In plants, GIGANTEA (GI) protein plays different biological functions including carbon and sucrose metabolism, cell wall deposition, transpiration and hypocotyl elongation. This suggests that GI is an important class of proteins. So far, the resource-intensive experimental methods have been mostly utilized for identification of GI proteins. Thus, we made an attempt in this study to develop a computational model for fast and accurate prediction of GI proteins. Ten different supervised learning algorithms i.e., SVM, RF, JRIP, J48, LMT, IBK, NB, PART, BAGG and LGB were employed for prediction, where the amino acid composition (AAC), FASGAI features and physico-chemical (PHYC) properties were used as numerical inputs for the learning algorithms. Higher accuracies i.e., 96.75% of AUC-ROC and 86.7% of AUC-PR were observed for SVM coupled with AAC + PHYC feature combination, while evaluated with five-fold cross validation. With leave-one-out cross validation, 97.29% of AUC-ROC and 87.89% of AUC-PR were respectively achieved. While the performance of the model was evaluated with an independent dataset of 18 GI sequences, 17 were observed as correctly predicted. We have also performed proteome-wide identification of GI proteins in wheat, followed by functional annotation using Gene Ontology terms. A prediction server "GIpred" is freely accessible at http://cabgrid.res.in:8080/gipred/ for proteome-wide recognition of GI proteins.
The online version contains supplementary material available at 10.1007/s12298-022-01130-6.
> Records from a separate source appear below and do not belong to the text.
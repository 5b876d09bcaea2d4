//! Collapses remote flow observations into contract status changes.
//!
//! Callbacks and manual or polled queries race each other, so every signal
//! goes through the same steps under the contract's lock:
//!
//! 1. map the remote flow status (and approver list) to a candidate status,
//!    or `None` while the flow is still in progress;
//! 2. correct a reported expiry to completion when every approver signed;
//! 3. skip when the contract already has the candidate status;
//! 4. ask [`ContractStateMachine`] whether the change is legal;
//! 5. commit status and log entry together.
//!
//! Each attempt, whatever its result, leaves an [`AuditRecord`] with the
//! signal text exactly as it was received.

use crate::contract::{AuditOutcome, AuditRecord, SignalSource, TransitionLogEntry};
use crate::error::{ReconcileError, StoreError};
use crate::locks::ContractLocks;
use crate::signal::{ApproverKind, ApproverStatus, RemoteFlowStatus, RemoteSignal};
use crate::status::{ContractStateMachine, ContractStatus};
use crate::store::{RecordStore, TransitionCommit};
use std::sync::Arc;
use tracing::{info, warn};

#[derive(Debug, Clone, PartialEq, Eq)]
pub enum ReconcileOutcome {
    Updated {
        from: ContractStatus,
        to: ContractStatus,
        entry: TransitionLogEntry,
    },
    AlreadyCurrent {
        status: ContractStatus,
    },
    InProgress {
        status: ContractStatus,
    },
    TransitionRejected {
        from: ContractStatus,
        to: ContractStatus,
    },
}

impl ReconcileOutcome {
    pub fn audit_outcome(&self) -> AuditOutcome {
        match self {
            ReconcileOutcome::Updated { .. } => AuditOutcome::Updated,
            ReconcileOutcome::AlreadyCurrent { .. } | ReconcileOutcome::InProgress { .. } => {
                AuditOutcome::NoOp
            }
            ReconcileOutcome::TransitionRejected { .. } => AuditOutcome::Rejected,
        }
    }

    pub fn message(&self) -> String {
        match self {
            ReconcileOutcome::Updated { from, to, .. } => format!("status updated {from} -> {to}"),
            ReconcileOutcome::AlreadyCurrent { status } => format!("already up to date ({status})"),
            ReconcileOutcome::InProgress { status } => {
                format!("signing still in progress ({status})")
            }
            ReconcileOutcome::TransitionRejected { from, to } => {
                format!("transition {from} -> {to} is not allowed")
            }
        }
    }

    /// Status the contract had before this signal.
    pub fn previous(&self) -> ContractStatus {
        match self {
            ReconcileOutcome::Updated { from, .. }
            | ReconcileOutcome::TransitionRejected { from, .. } => *from,
            ReconcileOutcome::AlreadyCurrent { status }
            | ReconcileOutcome::InProgress { status } => *status,
        }
    }
}

/// Map the provider's flow status to a local status. `None` means no change yet.
pub fn map_remote_status(signal: &RemoteSignal) -> Option<ContractStatus> {
    use RemoteFlowStatus::*;
    match signal.status() {
        AllSigned => Some(ContractStatus::Completed),
        Rejected | FillRejected => Some(ContractStatus::Rejected),
        Expired => Some(ContractStatus::Expired),
        Cancelled | Dissolved => Some(ContractStatus::Cancelled),
        Unsigned | PartlySigned | NotStarted | AwaitingFill | PartlyFilled => {
            party_b_finished(signal).then_some(ContractStatus::PendingPartyA)
        }
        Unknown(code) => {
            warn!(flow_id = %signal.flow_id, code, "unknown remote flow status, treating as in progress");
            None
        }
    }
}

// every person approver signed while an organization approver is still open
fn party_b_finished(signal: &RemoteSignal) -> bool {
    let mut persons = signal
        .approvers
        .iter()
        .filter(|a| a.approve_type == ApproverKind::Person)
        .peekable();
    if persons.peek().is_none() {
        return false;
    }
    let persons_signed = persons.all(|a| a.status() == ApproverStatus::Signed);
    let organization_open = signal
        .approvers
        .iter()
        .any(|a| a.approve_type == ApproverKind::Organization && a.status() != ApproverStatus::Signed);

    persons_signed && organization_open
}

/// Staging environments report expiry on flows every approver actually signed.
pub fn correct_expiry(
    candidate: Option<ContractStatus>,
    signal: &RemoteSignal,
) -> Option<ContractStatus> {
    match candidate {
        Some(ContractStatus::Expired) if signal.all_approvers_signed() => {
            Some(ContractStatus::Completed)
        }
        other => other,
    }
}

pub fn candidate_status(signal: &RemoteSignal) -> Option<ContractStatus> {
    correct_expiry(map_remote_status(signal), signal)
}

/// Log remark recorded for a transition into `to`.
pub fn remark_for(to: ContractStatus, reason: Option<&str>) -> String {
    match to {
        ContractStatus::Draft => "Contract drafted".to_string(),
        ContractStatus::PendingPartyB => {
            "Signing flow started, waiting for Party B to sign".to_string()
        }
        ContractStatus::PendingPartyA => {
            "Party B signed, waiting for Party A approval".to_string()
        }
        ContractStatus::Completed => "All parties signed, contract completed".to_string(),
        ContractStatus::Rejected => format!(
            "Signing rejected: {}",
            reason.unwrap_or("no reason given")
        ),
        ContractStatus::Expired => "Signing deadline passed, contract expired".to_string(),
        ContractStatus::Cancelled => match reason {
            Some(reason) => format!("Signing cancelled: {reason}"),
            None => "Signing cancelled".to_string(),
        },
    }
}

pub struct StatusReconciler {
    store: Arc<dyn RecordStore>,
    locks: Arc<ContractLocks>,
}

impl StatusReconciler {
    pub fn new(store: Arc<dyn RecordStore>, locks: Arc<ContractLocks>) -> Self {
        Self { store, locks }
    }

    pub fn store(&self) -> &Arc<dyn RecordStore> {
        &self.store
    }

    /// Apply `signal` to `contract_id`. Business outcomes are `Ok`; only
    /// storage faults are errors. Either way an audit record is written,
    /// carrying `raw`, the text `signal` was parsed from.
    pub fn reconcile(
        &self,
        contract_id: &str,
        signal: &RemoteSignal,
        raw: &str,
        source: SignalSource,
    ) -> Result<ReconcileOutcome, ReconcileError> {
        let decided = self
            .locks
            .run(contract_id, || self.decide_and_commit(contract_id, signal));

        match decided {
            Ok(outcome) => {
                match &outcome {
                    ReconcileOutcome::TransitionRejected { from, to } => warn!(
                        contract_id,
                        flow_id = %signal.flow_id,
                        %from,
                        %to,
                        ?source,
                        "remote signal rejected by state machine"
                    ),
                    other => info!(
                        contract_id,
                        flow_id = %signal.flow_id,
                        ?source,
                        outcome = %other.message(),
                        "remote signal reconciled"
                    ),
                }
                self.record(AuditRecord::new(
                    source,
                    Some(signal.flow_id.clone()),
                    Some(contract_id.to_string()),
                    raw.to_string(),
                    outcome.audit_outcome(),
                    outcome.message(),
                ))?;
                Ok(outcome)
            }
            Err(err) => {
                warn!(contract_id, flow_id = %signal.flow_id, error = %err, "reconciliation failed");
                self.record(AuditRecord::new(
                    source,
                    Some(signal.flow_id.clone()),
                    Some(contract_id.to_string()),
                    raw.to_string(),
                    AuditOutcome::Failed,
                    err.to_string(),
                ))?;
                Err(err.into())
            }
        }
    }

    /// Resolve the contract bound to the signal's flow, then reconcile.
    pub fn reconcile_flow(
        &self,
        signal: &RemoteSignal,
        raw: &str,
        source: SignalSource,
    ) -> Result<(String, ReconcileOutcome), ReconcileError> {
        let contract = match self.store.contract_by_flow(&signal.flow_id) {
            Ok(Some(contract)) => contract,
            Ok(None) => {
                let err = ReconcileError::UnknownFlow(signal.flow_id.clone());
                self.record(AuditRecord::new(
                    source,
                    Some(signal.flow_id.clone()),
                    None,
                    raw.to_string(),
                    AuditOutcome::Failed,
                    err.to_string(),
                ))?;
                return Err(err);
            }
            Err(err) => {
                self.record(AuditRecord::new(
                    source,
                    Some(signal.flow_id.clone()),
                    None,
                    raw.to_string(),
                    AuditOutcome::Failed,
                    err.to_string(),
                ))?;
                return Err(err.into());
            }
        };

        let outcome = self.reconcile(&contract.id, signal, raw, source)?;
        Ok((contract.id, outcome))
    }

    fn decide_and_commit(
        &self,
        contract_id: &str,
        signal: &RemoteSignal,
    ) -> Result<ReconcileOutcome, StoreError> {
        let contract = self
            .store
            .contract(contract_id)?
            .ok_or_else(|| StoreError::ContractNotFound(contract_id.to_string()))?;
        let current = contract.status;

        let Some(candidate) = candidate_status(signal) else {
            return Ok(ReconcileOutcome::InProgress { status: current });
        };
        if candidate == current {
            return Ok(ReconcileOutcome::AlreadyCurrent { status: current });
        }
        if !ContractStateMachine::is_valid_transition(current, candidate) {
            return Ok(ReconcileOutcome::TransitionRejected {
                from: current,
                to: candidate,
            });
        }

        let (_, entry) = self.store.commit_transition(TransitionCommit {
            contract_id: contract_id.to_string(),
            from: current,
            to: candidate,
            remark: remark_for(candidate, signal.rejection_reason()),
            flow_id: None,
        })?;

        Ok(ReconcileOutcome::Updated {
            from: current,
            to: candidate,
            entry,
        })
    }

    /// Persist an audit record for an attempt that never reached reconciliation.
    pub fn record(&self, record: AuditRecord) -> Result<(), StoreError> {
        if let Err(err) = self.store.append_audit(&record) {
            warn!(flow_id = ?record.flow_id, error = %err, "failed to persist audit record");
            return Err(err);
        }
        Ok(())
    }
}
//! Shared fixtures: a scripted provider transport and a sled-backed service.
#![allow(dead_code)]

use async_trait::async_trait;
use esign_sync::config::AppConfig;
use esign_sync::contract::{NewContract, PartyB};
use esign_sync::error::TransportError;
use esign_sync::provider::{FlowTemplate, ProviderClient, Transport};
use esign_sync::service::ContractService;
use esign_sync::signer::SignedRequest;
use esign_sync::store::SledStore;
use parking_lot::Mutex;
use serde_json::json;
use std::collections::VecDeque;
use std::sync::Arc;
use tempfile::TempDir;

/// Replays queued responses in order and records every request it sees.
#[derive(Default)]
pub struct ScriptedTransport {
    responses: Mutex<VecDeque<Result<String, TransportError>>>,
    seen: Mutex<Vec<SignedRequest>>,
}

impl ScriptedTransport {
    pub fn new() -> Arc<Self> {
        Arc::new(Self::default())
    }

    pub fn push(&self, response: Result<String, TransportError>) {
        self.responses.lock().push_back(response);
    }

    pub fn push_ok(&self, body: serde_json::Value) {
        self.push(Ok(ok_response(body)));
    }

    pub fn push_api_error(&self, code: &str) {
        self.push(Ok(error_response(code)));
    }

    /// Action names of the requests sent so far.
    pub fn actions(&self) -> Vec<String> {
        self.seen
            .lock()
            .iter()
            .filter_map(|r| r.header("X-TC-Action").map(str::to_string))
            .collect()
    }

    pub fn requests(&self) -> Vec<SignedRequest> {
        self.seen.lock().clone()
    }

    pub fn remaining(&self) -> usize {
        self.responses.lock().len()
    }
}

#[async_trait]
impl Transport for ScriptedTransport {
    async fn send(&self, request: &SignedRequest) -> Result<String, TransportError> {
        self.seen.lock().push(request.clone());
        self.responses
            .lock()
            .pop_front()
            .unwrap_or_else(|| Err(TransportError::Other("no scripted response left".into())))
    }
}

pub fn ok_response(mut body: serde_json::Value) -> String {
    if let Some(map) = body.as_object_mut() {
        map.insert("RequestId".into(), json!("req-test"));
    }
    json!({ "Response": body }).to_string()
}

pub fn error_response(code: &str) -> String {
    json!({
        "Response": {
            "Error": {"Code": code, "Message": format!("{code} from test")},
            "RequestId": "req-test"
        }
    })
    .to_string()
}

pub fn flow_info(flow_id: &str, status: i64, approvers: serde_json::Value) -> serde_json::Value {
    json!({
        "FlowDetailInfos": [{
            "FlowId": flow_id,
            "FlowStatus": status,
            "FlowApproverInfos": approvers,
        }]
    })
}

/// Party B (person) first, Party A (organization) second.
pub fn approvers(person_status: i64, organization_status: i64) -> serde_json::Value {
    json!([
        {"ApproveType": "PERSON", "ApproveStatus": person_status, "ApproveName": "Li Wei"},
        {"ApproveType": "ORGANIZATION", "ApproveStatus": organization_status},
    ])
}

/// A complete config with millisecond backoff so retry tests stay fast.
pub fn test_config() -> AppConfig {
    let mut config = AppConfig::default();
    config.signing.secret_id = "AKIDtest".into();
    config.signing.secret_key = "test-secret".into();
    config.callback.key = "callback-key".into();
    config.provider.operator_id = "operator-1".into();
    config.provider.requests_per_second = 1_000;
    config.provider.timeout_ms = 500;
    config.retry.max_attempts = 3;
    config.retry.base_delay_ms = 1;
    config.retry.max_delay_ms = 4;
    config
}

pub fn client(transport: Arc<ScriptedTransport>) -> ProviderClient {
    ProviderClient::new(&test_config(), transport).unwrap()
}

pub struct Harness {
    // keeps the sled directory alive for the test
    pub dir: TempDir,
    pub transport: Arc<ScriptedTransport>,
    pub service: Arc<ContractService>,
}

pub fn harness() -> anyhow::Result<Harness> {
    let dir = tempfile::tempdir()?;
    let store = SledStore::open(dir.path().join("esign.db"))?;
    let transport = ScriptedTransport::new();
    let provider = client(transport.clone());
    let service = Arc::new(ContractService::new(Arc::new(store), Arc::new(provider)));

    Ok(Harness {
        dir,
        transport,
        service,
    })
}

pub fn new_contract(title: &str) -> NewContract {
    NewContract {
        title: title.to_string(),
        party_b: PartyB {
            name: "Li Wei".into(),
            mobile: "13800000000".into(),
            id_number: None,
        },
    }
}

pub fn template() -> FlowTemplate {
    FlowTemplate {
        template_id: "tpl-1".into(),
        organization_name: "Acme Leasing Ltd".into(),
        ..Default::default()
    }
}

/// Script the three calls `start_signing` makes.
pub fn script_initiate(transport: &ScriptedTransport, flow_id: &str) {
    transport.push_ok(json!({"FlowId": flow_id}));
    transport.push_ok(json!({"DocumentId": "doc-1"}));
    transport.push_ok(json!({"Status": "START"}));
}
在植物中,巨大蛋白(GIGANTEA,GI)发挥着不同的生物学功能,包括碳和蔗糖代谢、细胞壁沉积、蒸腾作用以及下胚轴伸长。这表明GI是一类重要的蛋白质。到目前为止,资源密集型的实验方法大多用于GI蛋白的鉴定。因此,我们在本研究中尝试开发一种计算模型,用于快速准确地预测GI蛋白。使用了十种不同的监督学习算法,即支持向量机(SVM)、随机森林(RF)、JRIP、J48、LMT、IBK、朴素贝叶斯(NB)、PART、BAGG和LightGBM(LGB)进行预测,其中氨基酸组成(AAC)、FASGAI特征和物理化学(PHYC)性质被用作学习算法的数值输入。在五折交叉验证评估中,支持向量机与AAC + PHYC特征组合的预测准确率较高,AUC-ROC为96.75%,AUC-PR为86.7%。采用留一法交叉验证时,分别实现了97.29%的AUC-ROC和87.89%的AUC-PR。当使用包含18个GI序列的独立数据集评估模型性能时,观察到17个被正确预测。我们还对小麦中的GI蛋白进行了全蛋白质组鉴定,随后使用基因本体术语进行功能注释。预测服务器“GIpred”可在http://cabgrid.res.in:8080/gipred/免费访问,用于全蛋白质组范围内GI蛋白的识别。
在线版本包含可在10.1007/s12298-022-01130-6获取的补充材料。